As the economic crisis deepened this week, Ireland was briefly put up for sale -- and only managed to make €10,100.

"Ireland Inc" was auctioned on internet shopping site eBay, with bidding starting at just 69c.



After 26 bids, it appeared one would-be buyer was prepared to part with €10,100 for the financially-challenged nation.



But the website pulled the plug after two days when it realised the auction was a "joke" item that could not be traded. The gag will probably go down like a lead balloon in Government circles as the gap in the public finances widens.



The prankster who posted the item identified himself as "biffo2009".

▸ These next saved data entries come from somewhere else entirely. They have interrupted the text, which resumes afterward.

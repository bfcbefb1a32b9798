//! Engine configuration.
//!
//! Every field has a default, so an empty JSON object is a valid config:
//!
//! ```
//! use cdmx_card::config::EngineConfig;
//!
//! let config = EngineConfig::from_json_str("{}").unwrap();
//! assert_eq!(config.max_balance, 500_000);
//! assert_eq!(config.max_debit_chunk, 32_767);
//! ```

use std::fs;
use std::path::Path;

use serde::{Deserialize, Serialize};
use thiserror::Error;

use crate::codec::amount::SV_LIMIT;
use crate::records::{Modality, Period};

#[derive(Debug, Error)]
pub enum ConfigError {
    #[error("reading config: {0}")]
    Io(#[from] std::io::Error),

    #[error("parsing config: {0}")]
    Json(#[from] serde_json::Error),

    #[error("invalid config: {0}")]
    Invalid(String),
}

// ============================================================================
// EngineConfig
// ============================================================================

#[derive(Debug, Clone, PartialEq, Eq, Serialize, Deserialize)]
pub struct EngineConfig {
    /// Highest SV balance a reload may reach, in centavos
    #[serde(default = "default_max_balance")]
    pub max_balance: i32,

    /// Largest amount debited in one secure session
    #[serde(default = "default_max_debit_chunk")]
    pub max_debit_chunk: i32,

    /// Days before the period end at which a contract counts as expired
    #[serde(default = "default_expiration_offset_days")]
    pub expiration_offset_days: i64,

    /// Offset used by balance cancellation; large enough to force renewal
    #[serde(default = "default_cancellation_renewal_offset_days")]
    pub cancellation_renewal_offset_days: i64,

    /// Reject a debit at the same location within this window (0 = off)
    #[serde(default)]
    pub passback_seconds: u32,

    /// Debits within this many minutes of a debit at another location
    /// are recorded as interchange legs (0 = off)
    #[serde(default)]
    pub interchange_window_minutes: u32,

    /// Check the SAM authenticator of a contract before using it
    #[serde(default = "default_true")]
    pub verify_contract_authenticator: bool,

    #[serde(default = "default_event_version")]
    pub event_version: u8,

    #[serde(default)]
    pub terminal: TerminalConfig,

    /// Hex-encoded SAM unlock secret
    #[serde(default)]
    pub sam_unlock_key: String,

    #[serde(default)]
    pub profile: ProductProfile,
}

fn default_max_balance() -> i32 {
    500_000
}

fn default_max_debit_chunk() -> i32 {
    i32::from(i16::MAX)
}

fn default_expiration_offset_days() -> i64 {
    15
}

fn default_cancellation_renewal_offset_days() -> i64 {
    1800
}

fn default_true() -> bool {
    true
}

fn default_event_version() -> u8 {
    1
}

impl Default for EngineConfig {
    fn default() -> Self {
        Self {
            max_balance: default_max_balance(),
            max_debit_chunk: default_max_debit_chunk(),
            expiration_offset_days: default_expiration_offset_days(),
            cancellation_renewal_offset_days: default_cancellation_renewal_offset_days(),
            passback_seconds: 0,
            interchange_window_minutes: 0,
            verify_contract_authenticator: true,
            event_version: default_event_version(),
            terminal: TerminalConfig::default(),
            sam_unlock_key: String::new(),
            profile: ProductProfile::default(),
        }
    }
}

impl EngineConfig {
    pub fn from_json_str(json: &str) -> Result<Self, ConfigError> {
        let config: Self = serde_json::from_str(json)?;
        config.validate()?;
        Ok(config)
    }

    pub fn load(path: impl AsRef<Path>) -> Result<Self, ConfigError> {
        Self::from_json_str(&fs::read_to_string(path)?)
    }

    pub fn validate(&self) -> Result<(), ConfigError> {
        if self.max_balance <= 0 || i64::from(self.max_balance) > SV_LIMIT {
            return Err(ConfigError::Invalid(format!(
                "max_balance {} outside 1..={}",
                self.max_balance, SV_LIMIT
            )));
        }
        if self.max_debit_chunk <= 0 || self.max_debit_chunk > i32::from(i16::MAX) {
            return Err(ConfigError::Invalid(format!(
                "max_debit_chunk {} outside 1..={}",
                self.max_debit_chunk,
                i16::MAX
            )));
        }
        if self.expiration_offset_days < 0 || self.cancellation_renewal_offset_days < 0 {
            return Err(ConfigError::Invalid("negative day offset".into()));
        }
        if self.profile.validity.count > Period::MAX_COUNT {
            return Err(ConfigError::Invalid(format!(
                "profile validity count {} exceeds {}",
                self.profile.validity.count,
                Period::MAX_COUNT
            )));
        }
        self.sam_secret()?;
        Ok(())
    }

    /// Decoded SAM unlock secret.
    pub fn sam_secret(&self) -> Result<Vec<u8>, ConfigError> {
        hex::decode(&self.sam_unlock_key)
            .map_err(|e| ConfigError::Invalid(format!("sam_unlock_key: {e}")))
    }
}

/// Identity stamped on events written by this terminal.
#[derive(Debug, Clone, Copy, PartialEq, Eq, Default, Serialize, Deserialize)]
pub struct TerminalConfig {
    #[serde(default)]
    pub network: u8,
    #[serde(default)]
    pub provider: u8,
}

// ============================================================================
// ProductProfile
// ============================================================================

/// Template for contracts created by a sale.
#[derive(Debug, Clone, PartialEq, Eq, Serialize, Deserialize)]
#[serde(default)]
pub struct ProductProfile {
    pub version: u8,
    pub network: u8,
    pub provider: u8,
    pub modality: Modality,
    pub counter_code: u8,
    pub tariff: u16,
    pub vehicle_class: u8,
    pub restrict_time: u8,
    pub restrict_code: u8,
    pub period_journeys: u8,
    /// 40-bit location bitmap, all locations by default
    pub location: u64,
    pub validity: Period,
    pub kvc: u8,
}

impl Default for ProductProfile {
    fn default() -> Self {
        Self {
            version: 1,
            network: 1,
            provider: 1,
            modality: Modality::default(),
            counter_code: 0,
            tariff: 0,
            vehicle_class: 0x7F,
            restrict_time: 0,
            restrict_code: 0,
            period_journeys: 0,
            location: 0xFF_FFFF_FFFF,
            validity: Period::months(60),
            kvc: 0,
        }
    }
}

#[cfg(test)]
mod tests {
    use super::*;
    use crate::records::PeriodUnit;

    #[test]
    fn test_defaults_from_empty_json() {
        let config = EngineConfig::from_json_str("{}").unwrap();
        assert_eq!(config, EngineConfig::default());
        assert_eq!(config.expiration_offset_days, 15);
        assert_eq!(config.cancellation_renewal_offset_days, 1800);
        assert!(config.verify_contract_authenticator);
        assert_eq!(config.profile.validity, Period::months(60));
    }

    #[test]
    fn test_partial_override() {
        let json = r#"{
            "max_balance": 100000,
            "passback_seconds": 120,
            "terminal": { "network": 1, "provider": 7 },
            "sam_unlock_key": "00112233",
            "profile": { "tariff": 500, "validity": { "unit": "week", "count": 2 } }
        }"#;
        let config = EngineConfig::from_json_str(json).unwrap();
        assert_eq!(config.max_balance, 100_000);
        assert_eq!(config.passback_seconds, 120);
        assert_eq!(config.terminal.provider, 7);
        assert_eq!(config.sam_secret().unwrap(), vec![0x00, 0x11, 0x22, 0x33]);
        assert_eq!(config.profile.tariff, 500);
        assert_eq!(config.profile.validity.unit, PeriodUnit::Week);
        assert_eq!(config.profile.location, 0xFF_FFFF_FFFF);
    }

    #[test]
    fn test_rejects_bad_values() {
        assert!(EngineConfig::from_json_str(r#"{"max_debit_chunk": 40000}"#).is_err());
        assert!(EngineConfig::from_json_str(r#"{"max_balance": 0}"#).is_err());
        assert!(EngineConfig::from_json_str(r#"{"sam_unlock_key": "zz"}"#).is_err());
        assert!(EngineConfig::from_json_str(
            r#"{"profile": {"validity": {"unit": "day", "count": 64}}}"#
        )
        .is_err());
    }
}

He was following in the footsteps of a wag who tried to "sell" Iceland on eBay recently. That listing had a much more enthusiastic response, attracted bids up to £10m before it was removed.



Ireland Inc came illustrated by a picture of the Cliffs of Moher, was advertised as including "free shipping" and had an elaborate description, purportedly penned by Finance Minister Brian Lenihan.



According to the author, payment was accepted through PayPal, "or preferably cash payment in large brown envelopes".



It said: "Due to me and the Fianna Fail government having now managed to bring the entire Irish economy to a state of almost irreversible ruination, myself and the Tanaiste Mary Coughlan in communion with our Taoiseach, Brian Cowen, have now decided to take the next logical step towards economic stability and offer the title deeds of Paddy's Green Shamrock Shore (also known as Ireland or Eire), to the highest eBay bidder."



The description went on to state: "This is a once off opportunity to acquire a charming and deceptively spacious tax shelter all of your own, while also reducing your tax liability to zero at the same time, which will be paid by our two million plus PAYE gullies.



"We are looking for a genuine buyer for Ireland so that we can immediately convert this valuable gas-rich asset into desperately needed cash."



One interested party asked: "Is planning permission included? I want to concrete over everything with borrowed money I can never pay back".